*** Opening Recorded information ***
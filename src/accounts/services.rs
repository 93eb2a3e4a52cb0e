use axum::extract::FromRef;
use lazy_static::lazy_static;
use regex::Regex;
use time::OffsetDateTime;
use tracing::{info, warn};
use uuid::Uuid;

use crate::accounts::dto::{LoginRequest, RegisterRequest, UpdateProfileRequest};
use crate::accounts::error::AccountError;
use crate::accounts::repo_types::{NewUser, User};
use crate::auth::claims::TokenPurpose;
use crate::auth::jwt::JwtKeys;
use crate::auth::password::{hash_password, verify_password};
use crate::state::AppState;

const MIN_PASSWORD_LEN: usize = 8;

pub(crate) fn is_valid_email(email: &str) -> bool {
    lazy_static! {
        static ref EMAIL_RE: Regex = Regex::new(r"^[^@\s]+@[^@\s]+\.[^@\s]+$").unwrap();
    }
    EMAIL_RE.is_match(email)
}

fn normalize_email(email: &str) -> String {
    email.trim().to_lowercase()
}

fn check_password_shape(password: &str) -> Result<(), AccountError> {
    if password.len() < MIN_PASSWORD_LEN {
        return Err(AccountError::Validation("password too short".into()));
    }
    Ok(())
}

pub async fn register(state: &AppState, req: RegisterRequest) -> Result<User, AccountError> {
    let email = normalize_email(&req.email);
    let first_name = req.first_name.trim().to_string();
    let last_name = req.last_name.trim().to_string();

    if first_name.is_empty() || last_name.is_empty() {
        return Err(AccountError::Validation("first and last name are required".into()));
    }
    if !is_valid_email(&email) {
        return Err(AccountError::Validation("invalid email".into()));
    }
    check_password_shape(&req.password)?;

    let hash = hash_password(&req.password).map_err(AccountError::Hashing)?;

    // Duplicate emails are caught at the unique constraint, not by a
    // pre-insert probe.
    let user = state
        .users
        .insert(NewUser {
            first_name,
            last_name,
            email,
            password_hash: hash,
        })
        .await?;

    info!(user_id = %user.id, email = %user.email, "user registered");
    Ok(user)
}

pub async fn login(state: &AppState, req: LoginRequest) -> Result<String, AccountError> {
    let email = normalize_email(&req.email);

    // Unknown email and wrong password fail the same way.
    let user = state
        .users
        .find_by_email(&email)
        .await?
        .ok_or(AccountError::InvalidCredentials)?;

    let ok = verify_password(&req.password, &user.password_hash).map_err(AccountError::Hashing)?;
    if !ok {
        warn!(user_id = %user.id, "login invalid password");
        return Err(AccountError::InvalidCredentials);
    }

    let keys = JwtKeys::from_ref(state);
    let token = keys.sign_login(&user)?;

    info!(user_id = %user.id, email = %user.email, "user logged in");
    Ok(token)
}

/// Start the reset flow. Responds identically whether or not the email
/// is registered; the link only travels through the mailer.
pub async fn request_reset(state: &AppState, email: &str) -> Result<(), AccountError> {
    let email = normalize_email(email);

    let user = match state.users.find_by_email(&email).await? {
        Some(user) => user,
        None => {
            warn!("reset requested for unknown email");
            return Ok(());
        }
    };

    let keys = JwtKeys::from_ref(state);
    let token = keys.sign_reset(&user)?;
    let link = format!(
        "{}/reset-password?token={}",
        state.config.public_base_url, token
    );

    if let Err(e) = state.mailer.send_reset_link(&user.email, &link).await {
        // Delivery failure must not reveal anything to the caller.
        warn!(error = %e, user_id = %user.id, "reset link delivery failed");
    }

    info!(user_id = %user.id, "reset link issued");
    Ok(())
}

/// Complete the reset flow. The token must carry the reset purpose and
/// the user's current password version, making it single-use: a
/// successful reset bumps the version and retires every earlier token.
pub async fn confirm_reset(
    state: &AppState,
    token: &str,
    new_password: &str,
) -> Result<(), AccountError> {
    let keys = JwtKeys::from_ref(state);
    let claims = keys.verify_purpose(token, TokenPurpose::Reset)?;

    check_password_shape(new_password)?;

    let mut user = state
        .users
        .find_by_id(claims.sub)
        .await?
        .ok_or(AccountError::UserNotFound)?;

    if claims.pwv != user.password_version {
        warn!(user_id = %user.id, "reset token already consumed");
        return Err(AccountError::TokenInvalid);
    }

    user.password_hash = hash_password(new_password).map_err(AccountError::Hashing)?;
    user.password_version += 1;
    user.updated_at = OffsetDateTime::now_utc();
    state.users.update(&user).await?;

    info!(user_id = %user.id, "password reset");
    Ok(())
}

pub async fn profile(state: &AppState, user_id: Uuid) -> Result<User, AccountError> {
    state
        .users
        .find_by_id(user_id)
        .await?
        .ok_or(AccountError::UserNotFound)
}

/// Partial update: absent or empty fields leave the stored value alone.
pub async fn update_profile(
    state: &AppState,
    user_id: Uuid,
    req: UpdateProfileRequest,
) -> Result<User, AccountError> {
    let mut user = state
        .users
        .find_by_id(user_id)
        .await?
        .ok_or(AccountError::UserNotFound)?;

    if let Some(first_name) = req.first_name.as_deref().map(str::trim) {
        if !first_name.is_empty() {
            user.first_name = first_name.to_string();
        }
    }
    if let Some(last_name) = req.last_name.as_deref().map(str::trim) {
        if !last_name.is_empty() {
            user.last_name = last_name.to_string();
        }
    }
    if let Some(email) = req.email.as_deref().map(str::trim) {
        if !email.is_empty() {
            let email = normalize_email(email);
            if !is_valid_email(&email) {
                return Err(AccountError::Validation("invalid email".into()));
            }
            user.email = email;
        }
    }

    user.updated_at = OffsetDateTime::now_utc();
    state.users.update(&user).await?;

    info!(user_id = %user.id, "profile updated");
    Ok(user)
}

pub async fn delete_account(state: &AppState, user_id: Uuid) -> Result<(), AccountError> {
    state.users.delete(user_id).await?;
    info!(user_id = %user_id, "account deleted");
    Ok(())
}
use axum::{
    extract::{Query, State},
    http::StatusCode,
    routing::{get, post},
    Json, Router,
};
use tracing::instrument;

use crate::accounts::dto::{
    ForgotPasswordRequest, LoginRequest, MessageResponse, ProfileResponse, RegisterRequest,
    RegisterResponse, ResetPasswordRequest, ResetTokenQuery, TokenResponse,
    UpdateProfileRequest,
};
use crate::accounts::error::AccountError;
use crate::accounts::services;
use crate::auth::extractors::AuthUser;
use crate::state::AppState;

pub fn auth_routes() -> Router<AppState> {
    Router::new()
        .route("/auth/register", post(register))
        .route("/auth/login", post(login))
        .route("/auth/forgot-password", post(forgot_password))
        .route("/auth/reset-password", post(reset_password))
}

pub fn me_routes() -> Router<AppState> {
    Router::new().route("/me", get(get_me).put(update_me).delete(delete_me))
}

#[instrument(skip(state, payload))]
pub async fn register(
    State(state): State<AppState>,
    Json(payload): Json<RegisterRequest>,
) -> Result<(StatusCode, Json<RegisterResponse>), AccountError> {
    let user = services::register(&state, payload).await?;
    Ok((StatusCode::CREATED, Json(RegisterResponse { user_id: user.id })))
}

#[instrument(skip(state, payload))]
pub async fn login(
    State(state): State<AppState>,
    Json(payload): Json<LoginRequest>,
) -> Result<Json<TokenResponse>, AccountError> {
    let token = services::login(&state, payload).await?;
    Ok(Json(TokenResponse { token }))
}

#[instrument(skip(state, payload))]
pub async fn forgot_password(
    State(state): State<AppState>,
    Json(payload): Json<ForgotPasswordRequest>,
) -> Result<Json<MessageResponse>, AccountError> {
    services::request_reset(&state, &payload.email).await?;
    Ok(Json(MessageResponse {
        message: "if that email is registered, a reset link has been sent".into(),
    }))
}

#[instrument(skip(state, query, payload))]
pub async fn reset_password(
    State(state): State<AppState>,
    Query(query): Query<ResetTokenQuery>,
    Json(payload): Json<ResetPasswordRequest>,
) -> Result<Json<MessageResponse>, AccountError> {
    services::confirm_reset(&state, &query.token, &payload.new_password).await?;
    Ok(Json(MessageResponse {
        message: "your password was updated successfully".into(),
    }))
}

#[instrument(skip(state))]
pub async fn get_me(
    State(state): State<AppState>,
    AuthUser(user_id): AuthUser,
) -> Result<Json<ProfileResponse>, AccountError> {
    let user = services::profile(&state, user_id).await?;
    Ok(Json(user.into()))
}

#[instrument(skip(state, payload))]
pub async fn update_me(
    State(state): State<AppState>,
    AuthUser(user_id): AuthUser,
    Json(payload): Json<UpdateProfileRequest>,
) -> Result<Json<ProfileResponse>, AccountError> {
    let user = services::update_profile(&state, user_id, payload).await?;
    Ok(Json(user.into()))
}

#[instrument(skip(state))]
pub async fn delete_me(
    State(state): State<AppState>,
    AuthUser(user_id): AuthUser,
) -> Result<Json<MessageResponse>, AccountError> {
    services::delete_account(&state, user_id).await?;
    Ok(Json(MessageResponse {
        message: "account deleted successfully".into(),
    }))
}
*** Closing Recorded information ***
*** Opening Recorded information ***
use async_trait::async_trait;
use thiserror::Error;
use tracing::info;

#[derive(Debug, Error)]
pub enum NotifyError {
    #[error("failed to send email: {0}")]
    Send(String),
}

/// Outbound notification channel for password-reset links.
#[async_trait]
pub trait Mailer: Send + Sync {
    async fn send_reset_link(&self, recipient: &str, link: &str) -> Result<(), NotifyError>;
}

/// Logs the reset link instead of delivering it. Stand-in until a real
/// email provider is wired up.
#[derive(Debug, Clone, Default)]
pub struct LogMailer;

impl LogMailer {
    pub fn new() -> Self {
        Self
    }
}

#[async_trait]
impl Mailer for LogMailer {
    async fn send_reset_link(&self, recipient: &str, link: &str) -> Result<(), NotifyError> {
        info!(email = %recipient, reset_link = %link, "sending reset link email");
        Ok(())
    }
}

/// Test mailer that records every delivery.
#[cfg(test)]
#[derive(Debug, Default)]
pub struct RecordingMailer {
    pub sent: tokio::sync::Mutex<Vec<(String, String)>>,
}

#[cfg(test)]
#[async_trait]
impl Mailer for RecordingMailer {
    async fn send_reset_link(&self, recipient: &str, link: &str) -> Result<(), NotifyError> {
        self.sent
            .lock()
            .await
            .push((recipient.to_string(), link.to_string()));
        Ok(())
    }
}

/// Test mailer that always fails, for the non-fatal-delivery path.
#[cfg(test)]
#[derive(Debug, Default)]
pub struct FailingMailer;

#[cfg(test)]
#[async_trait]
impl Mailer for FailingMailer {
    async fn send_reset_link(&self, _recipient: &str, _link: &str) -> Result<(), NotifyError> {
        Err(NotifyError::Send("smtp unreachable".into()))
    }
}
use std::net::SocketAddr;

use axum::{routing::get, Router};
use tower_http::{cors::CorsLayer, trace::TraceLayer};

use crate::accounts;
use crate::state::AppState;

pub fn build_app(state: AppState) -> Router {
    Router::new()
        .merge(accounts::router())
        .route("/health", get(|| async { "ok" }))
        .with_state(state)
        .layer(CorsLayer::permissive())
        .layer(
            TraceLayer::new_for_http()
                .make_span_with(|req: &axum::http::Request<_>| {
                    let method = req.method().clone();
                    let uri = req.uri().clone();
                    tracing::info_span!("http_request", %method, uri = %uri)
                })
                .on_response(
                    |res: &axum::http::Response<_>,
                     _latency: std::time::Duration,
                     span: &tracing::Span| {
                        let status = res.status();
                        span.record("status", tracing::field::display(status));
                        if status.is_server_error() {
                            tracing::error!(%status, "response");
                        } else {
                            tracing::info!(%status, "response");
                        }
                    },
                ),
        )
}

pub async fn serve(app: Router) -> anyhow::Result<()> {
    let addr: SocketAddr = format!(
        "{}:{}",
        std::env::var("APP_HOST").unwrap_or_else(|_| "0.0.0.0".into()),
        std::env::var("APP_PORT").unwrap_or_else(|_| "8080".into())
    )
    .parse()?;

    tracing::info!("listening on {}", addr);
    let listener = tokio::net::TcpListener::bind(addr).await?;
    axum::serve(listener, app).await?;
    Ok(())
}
*** Closing Recorded information ***
* _What is needed_:
Locate and copy each line in the data above that includes the word "claims".

* _Solution for this task_:
use crate::auth::claims::TokenPurpose;
    let claims = keys.verify_purpose(token, TokenPurpose::Reset)?;
        .find_by_id(claims.sub)
    if claims.pwv != user.password_version {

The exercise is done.